Carron's boss thought it was a great idea, but advised him that if he was actually going to do it, he should create an official charity so the money would be tax-deductible.

Now, Carron has a small but generous base of donors who contribute the $5,000 to $6,000 needed, per kid, to offer pilot training. Eight kids have seen the program all the way through and actually earned their licenses, some of them becoming pilots before they managed to get their driver's licenses. The process has opened new educational and professional opportunities for them, Carron says, and has boosted their self-confidence immeasurably.

'That's the secret'

McGrath, a petite blond with a sweet, quiet voice, has been busily setting out lunch on her dining room table as Carron's been speaking. She offered to host the lunch and said she'd pick up carry-out food, but the spread she lays out features the kind of lovingly homemade dishes that no caterer can reproduce. In addition to an assortment of sandwiches, fruits, vegetables and chips, there are two kinds of fresh-baked cookies. She couldn't help herself, she says.

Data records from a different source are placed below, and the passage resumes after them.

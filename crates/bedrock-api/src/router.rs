//! Route table and server entry points.

use std::future::Future;
use std::net::SocketAddr;

use axum::Router;
use axum::routing::get;
use bedrock_core::{Error, Result};
use tokio::net::TcpListener;
use tower_http::services::ServeDir;
use tower_http::trace::TraceLayer;

use crate::handlers::{api, pages};
use crate::state::SharedState;

/// Build the application router.
///
/// Unmatched paths fall through to the public directory so icon paths such
/// as `/ferramentas/math.png` resolve to files.
pub fn router(state: SharedState) -> Router {
    let public = ServeDir::new(state.public_root());

    Router::new()
        .route("/", get(pages::home))
        .route("/ferramentas", get(pages::tools_index))
        .route("/ferramentas/documentacao/{ferramenta}", get(pages::tool_detail))
        .route("/api/documentacao", get(api::documentation))
        .route("/api/download", get(api::download_by_query))
        .route("/api/ferramentas", get(api::list_tools))
        .route(
            "/api/ferramentas/{ferramenta}/download",
            get(api::download_by_path),
        )
        .route("/health", get(api::health))
        .fallback_service(public)
        .with_state(state)
        .layer(TraceLayer::new_for_http())
}

/// Serve on an already-bound listener until `shutdown` resolves.
pub async fn serve_with_shutdown<F>(listener: TcpListener, state: SharedState, shutdown: F) -> Result<()>
where
    F: Future<Output = ()> + Send + 'static,
{
    let addr = listener.local_addr().map_err(Error::io)?;
    tracing::info!(%addr, tools = state.catalog().len(), "Bedrock listening");

    axum::serve(listener, router(state))
        .with_graceful_shutdown(shutdown)
        .await
        .map_err(Error::io)
}

/// Bind `addr` and serve until Ctrl-C.
pub async fn serve(addr: SocketAddr, state: SharedState) -> Result<()> {
    let listener = TcpListener::bind(addr)
        .await
        .map_err(|e| Error::config(format!("cannot bind {addr}: {e}")))?;
    serve_with_shutdown(listener, state, shutdown_signal()).await
}

async fn shutdown_signal() {
    if let Err(err) = tokio::signal::ctrl_c().await {
        tracing::error!(error = %err, "Failed to listen for Ctrl-C");
        std::future::pending::<()>().await;
    }
    tracing::info!("Shutting down");
}

#[cfg(test)]
mod tests {
    use super::*;
    use crate::error::ErrorBody;
    use crate::handlers::api::{DocumentationResponse, HealthResponse};
    use crate::state::{ApiOptions, ApiState};
    use axum::body::{Body, to_bytes};
    use axum::http::{Request, StatusCode, header};
    use bedrock_content::{Catalog, ToolRecord};
    use tempfile::TempDir;
    use tower::ServiceExt;

    struct Site {
        _temp: TempDir,
        app: Router,
    }

    fn site_with(options: ApiOptions) -> Site {
        let temp = TempDir::new().unwrap();
        let docs = temp.path().join("docs");
        let packages = temp.path().join("packages");
        let public = temp.path().join("public");
        for dir in [&docs, &packages, &public.join("ferramentas")] {
            std::fs::create_dir_all(dir).unwrap();
        }
        std::fs::write(docs.join("discord-rpc.md"), "# Hello").unwrap();
        std::fs::write(docs.join("temporizer.md"), "# Temporizer\n\n<script>x()</script>\n")
            .unwrap();
        std::fs::write(docs.join("rascunho.md"), "fora do catálogo").unwrap();
        std::fs::write(packages.join("Temporizer.bas"), b"Sub Wait()\r\nEnd Sub\r\n\x00\xff")
            .unwrap();
        std::fs::write(public.join("ferramentas/math.png"), b"\x89PNG").unwrap();

        let state = ApiState::new(Catalog::builtin(), docs, packages, public)
            .with_options(options)
            .shared();
        Site {
            _temp: temp,
            app: router(state),
        }
    }

    fn site() -> Site {
        site_with(ApiOptions::default())
    }

    async fn get(app: &Router, uri: &str) -> (StatusCode, axum::http::HeaderMap, Vec<u8>) {
        let response = app
            .clone()
            .oneshot(Request::builder().uri(uri).body(Body::empty()).unwrap())
            .await
            .unwrap();
        let status = response.status();
        let headers = response.headers().clone();
        let body = to_bytes(response.into_body(), usize::MAX).await.unwrap();
        (status, headers, body.to_vec())
    }

    fn error_body(bytes: &[u8]) -> ErrorBody {
        serde_json::from_slice(bytes).unwrap()
    }

    // ------------------------------------------------------------------------
    // /api/documentacao
    // ------------------------------------------------------------------------

    #[tokio::test]
    async fn test_documentation_returns_raw_markdown() {
        let site = site();
        let (status, _, body) = get(&site.app, "/api/documentacao?ferramenta=discord-rpc").await;
        assert_eq!(status, StatusCode::OK);
        let doc: DocumentationResponse = serde_json::from_slice(&body).unwrap();
        assert_eq!(doc.content, "# Hello");
    }

    #[tokio::test]
    async fn test_documentation_outside_catalog() {
        let site = site();
        let (status, _, body) = get(&site.app, "/api/documentacao?ferramenta=rascunho").await;
        assert_eq!(status, StatusCode::OK);
        let doc: DocumentationResponse = serde_json::from_slice(&body).unwrap();
        assert_eq!(doc.content, "fora do catálogo");
    }

    #[tokio::test]
    async fn test_documentation_missing_param() {
        let site = site();
        for uri in ["/api/documentacao", "/api/documentacao?ferramenta="] {
            let (status, _, body) = get(&site.app, uri).await;
            assert_eq!(status, StatusCode::BAD_REQUEST, "{uri}");
            assert_eq!(
                error_body(&body),
                ErrorBody {
                    message: "Missing required field (ferramenta).".into(),
                    error: "missing field".into(),
                }
            );
        }
    }

    #[tokio::test]
    async fn test_documentation_missing_param_legacy_status() {
        let site = site_with(ApiOptions {
            legacy_status_codes: true,
        });
        let (status, _, body) = get(&site.app, "/api/documentacao").await;
        assert_eq!(status, StatusCode::UNAUTHORIZED);
        let body = error_body(&body);
        assert_eq!(body.message, "Missing required field (ferramenta).");
        assert_eq!(body.error, "missing field");
    }

    #[tokio::test]
    async fn test_documentation_not_found() {
        let site = site();
        let (status, _, body) = get(&site.app, "/api/documentacao?ferramenta=math").await;
        assert_eq!(status, StatusCode::NOT_FOUND);
        assert_eq!(error_body(&body).message, "File not found.");
    }

    #[tokio::test]
    async fn test_documentation_traversal_rejected() {
        let site = site();
        let (status, _, body) =
            get(&site.app, "/api/documentacao?ferramenta=..%2F..%2Fetc%2Fpasswd").await;
        assert_eq!(status, StatusCode::BAD_REQUEST);
        assert_eq!(error_body(&body).error, "invalid field");
    }

    // ------------------------------------------------------------------------
    // /api/download
    // ------------------------------------------------------------------------

    #[tokio::test]
    async fn test_download_by_query() {
        let site = site();
        let (status, headers, body) = get(&site.app, "/api/download?ferramenta=temporizer").await;
        assert_eq!(status, StatusCode::OK);
        assert_eq!(headers[header::CONTENT_TYPE], "application/octet-stream");
        assert_eq!(
            headers[header::CONTENT_DISPOSITION],
            "attachment; filename=\"Temporizer.bas\""
        );
        assert_eq!(headers[header::CONTENT_LENGTH], body.len().to_string().as_str());
        assert_eq!(body, b"Sub Wait()\r\nEnd Sub\r\n\x00\xff".to_vec());
    }

    #[tokio::test]
    async fn test_download_by_path() {
        let site = site();
        let (status, headers, body) = get(&site.app, "/api/ferramentas/temporizer/download").await;
        assert_eq!(status, StatusCode::OK);
        assert_eq!(
            headers[header::CONTENT_DISPOSITION],
            "attachment; filename=\"Temporizer.bas\""
        );
        assert_eq!(body, b"Sub Wait()\r\nEnd Sub\r\n\x00\xff".to_vec());
    }

    #[tokio::test]
    async fn test_download_unknown_tool() {
        let site = site();
        for uri in [
            "/api/download?ferramenta=inexistente",
            "/api/ferramentas/inexistente/download",
        ] {
            let (status, _, body) = get(&site.app, uri).await;
            assert_eq!(status, StatusCode::NOT_FOUND, "{uri}");
            let body = error_body(&body);
            assert_eq!(body.message, "Ferramenta não encontrada.");
            assert_eq!(body.error, "not found");
        }
    }

    #[tokio::test]
    async fn test_download_missing_param() {
        let site = site();
        let (status, _, body) = get(&site.app, "/api/download").await;
        assert_eq!(status, StatusCode::BAD_REQUEST);
        assert_eq!(error_body(&body).error, "missing field");
    }

    #[tokio::test]
    async fn test_download_tool_without_package() {
        let site = site();
        let (status, _, body) = get(&site.app, "/api/download?ferramenta=relay").await;
        assert_eq!(status, StatusCode::NOT_FOUND);
        let body = error_body(&body);
        assert_eq!(body.error, "no package");
        assert_eq!(body.message, "Pacote não disponível para esta ferramenta.");

        // The server keeps answering afterwards.
        let (status, _, _) = get(&site.app, "/health").await;
        assert_eq!(status, StatusCode::OK);
    }

    #[tokio::test]
    async fn test_download_missing_file_is_redacted_500() {
        let site = site();
        let (status, _, body) = get(&site.app, "/api/download?ferramenta=math").await;
        assert_eq!(status, StatusCode::INTERNAL_SERVER_ERROR);
        let raw = String::from_utf8(body.clone()).unwrap();
        assert!(!raw.contains("Math.bas"));
        let body = error_body(&body);
        assert_eq!(body.message, "Erro ao baixar o pacote.");
        assert_eq!(body.error, "internal error");
    }

    // ------------------------------------------------------------------------
    // /api/ferramentas and /health
    // ------------------------------------------------------------------------

    #[tokio::test]
    async fn test_list_tools() {
        let site = site();
        let (status, _, body) = get(&site.app, "/api/ferramentas").await;
        assert_eq!(status, StatusCode::OK);
        let tools: Vec<ToolRecord> = serde_json::from_slice(&body).unwrap();
        assert_eq!(tools, Catalog::builtin().tools().to_vec());
    }

    #[tokio::test]
    async fn test_list_tools_by_tag() {
        let site = site();
        let (_, _, body) = get(&site.app, "/api/ferramentas?tag=Jogos").await;
        let tools: Vec<ToolRecord> = serde_json::from_slice(&body).unwrap();
        assert_eq!(tools.len(), 1);
        assert_eq!(tools[0].id, "temporizer");
    }

    #[tokio::test]
    async fn test_health() {
        let site = site();
        let (status, _, body) = get(&site.app, "/health").await;
        assert_eq!(status, StatusCode::OK);
        let health: HealthResponse = serde_json::from_slice(&body).unwrap();
        assert_eq!(health.status, "ok");
        assert_eq!(health.tools, 5);
    }

    // ------------------------------------------------------------------------
    // Pages
    // ------------------------------------------------------------------------

    #[tokio::test]
    async fn test_home_page() {
        let site = site();
        let (status, headers, body) = get(&site.app, "/").await;
        assert_eq!(status, StatusCode::OK);
        assert!(
            headers[header::CONTENT_TYPE]
                .to_str()
                .unwrap()
                .starts_with("text/html")
        );
        assert!(String::from_utf8(body).unwrap().contains("Ver Ferramentas"));
    }

    #[tokio::test]
    async fn test_tools_page() {
        let site = site();
        let (status, _, body) = get(&site.app, "/ferramentas").await;
        assert_eq!(status, StatusCode::OK);
        let html = String::from_utf8(body).unwrap();
        assert!(html.contains("Discord RPC"));
        assert!(html.contains("/ferramentas/documentacao/betterdll"));
    }

    #[tokio::test]
    async fn test_detail_page_renders_sanitized_docs() {
        let site = site();
        let (status, _, body) = get(&site.app, "/ferramentas/documentacao/temporizer").await;
        assert_eq!(status, StatusCode::OK);
        let html = String::from_utf8(body).unwrap();
        assert!(html.contains("<h1>Temporizer</h1>"));
        assert!(html.contains("&lt;script&gt;x()&lt;/script&gt;"));
        assert!(!html.contains("<script>x()</script>"));
        assert!(html.contains("Baixar Pacote"));
        assert!(html.contains("<title>Temporizer - Documentação</title>"));
    }

    #[tokio::test]
    async fn test_detail_page_missing_docs_placeholder() {
        let site = site();
        let (status, _, body) = get(&site.app, "/ferramentas/documentacao/math").await;
        assert_eq!(status, StatusCode::OK);
        assert!(
            String::from_utf8(body)
                .unwrap()
                .contains("<h1>Documentação não encontrada</h1>")
        );
    }

    #[tokio::test]
    async fn test_detail_page_without_package_has_no_download() {
        let site = site();
        let (_, _, body) = get(&site.app, "/ferramentas/documentacao/relay").await;
        assert!(!String::from_utf8(body).unwrap().contains("Baixar Pacote"));
    }

    #[tokio::test]
    async fn test_detail_page_unknown_tool() {
        let site = site();
        let (status, _, body) = get(&site.app, "/ferramentas/documentacao/inexistente").await;
        assert_eq!(status, StatusCode::NOT_FOUND);
        assert!(
            String::from_utf8(body)
                .unwrap()
                .contains("Ferramenta não encontrada")
        );
    }

    #[tokio::test]
    async fn test_public_assets_fallback() {
        let site = site();
        let (status, _, body) = get(&site.app, "/ferramentas/math.png").await;
        assert_eq!(status, StatusCode::OK);
        assert_eq!(body, b"\x89PNG".to_vec());

        let (status, _, _) = get(&site.app, "/ferramentas/nada.png").await;
        assert_eq!(status, StatusCode::NOT_FOUND);
    }
}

It was 15 years ago that McGrath, who seems to have an irrepressibly upbeat manner, found herself feeling depressed. A mother of three who has taught nursery school and run a home day-care center, she felt herself "becoming a sad lady," she says.

She decided she might feel better if she could help someone, so she went to the office of a Lisle Township social worker to try to find a family to help. Her offer was initially viewed with some suspicion, but when she kept returning, each time with food for the township's food pantry, she eventually won the woman over. The social worker put her in touch with a family of recent immigrants.

"They didn't speak English," McGrath recalls, but "one lady, very pregnant, seemed open to trusting me and, with hand gestures and a few words she communicated her needs: baby clothes, crib, car seat -- the things that we sometimes take for granted."

McGrath wasn't sure how she'd secure all those things, but she managed to find her way to the first garage sale she'd ever visited and found a crib for only $35.

The charity she eventually founded, Sharing Connections, has now distributed nearly 1,900 cribs to low-income families in DuPage county and the Chicago area.

This is typical, Berg says, of the kind of growth many of these very small charities have seen in the last 20 years. "There's a combination of available wealth, a certain mind-set and the technology for mass communication that makes us aware of needs. There's just a lot of things coming together to make it the perfect time for these groups."

"I'm always thinking of ways to somehow give that invitation," McGrath says.

"Yes," Berg agrees, "to tell people you get back so much more than you give."

"Oh yeah," adds Carron, "that's the secret."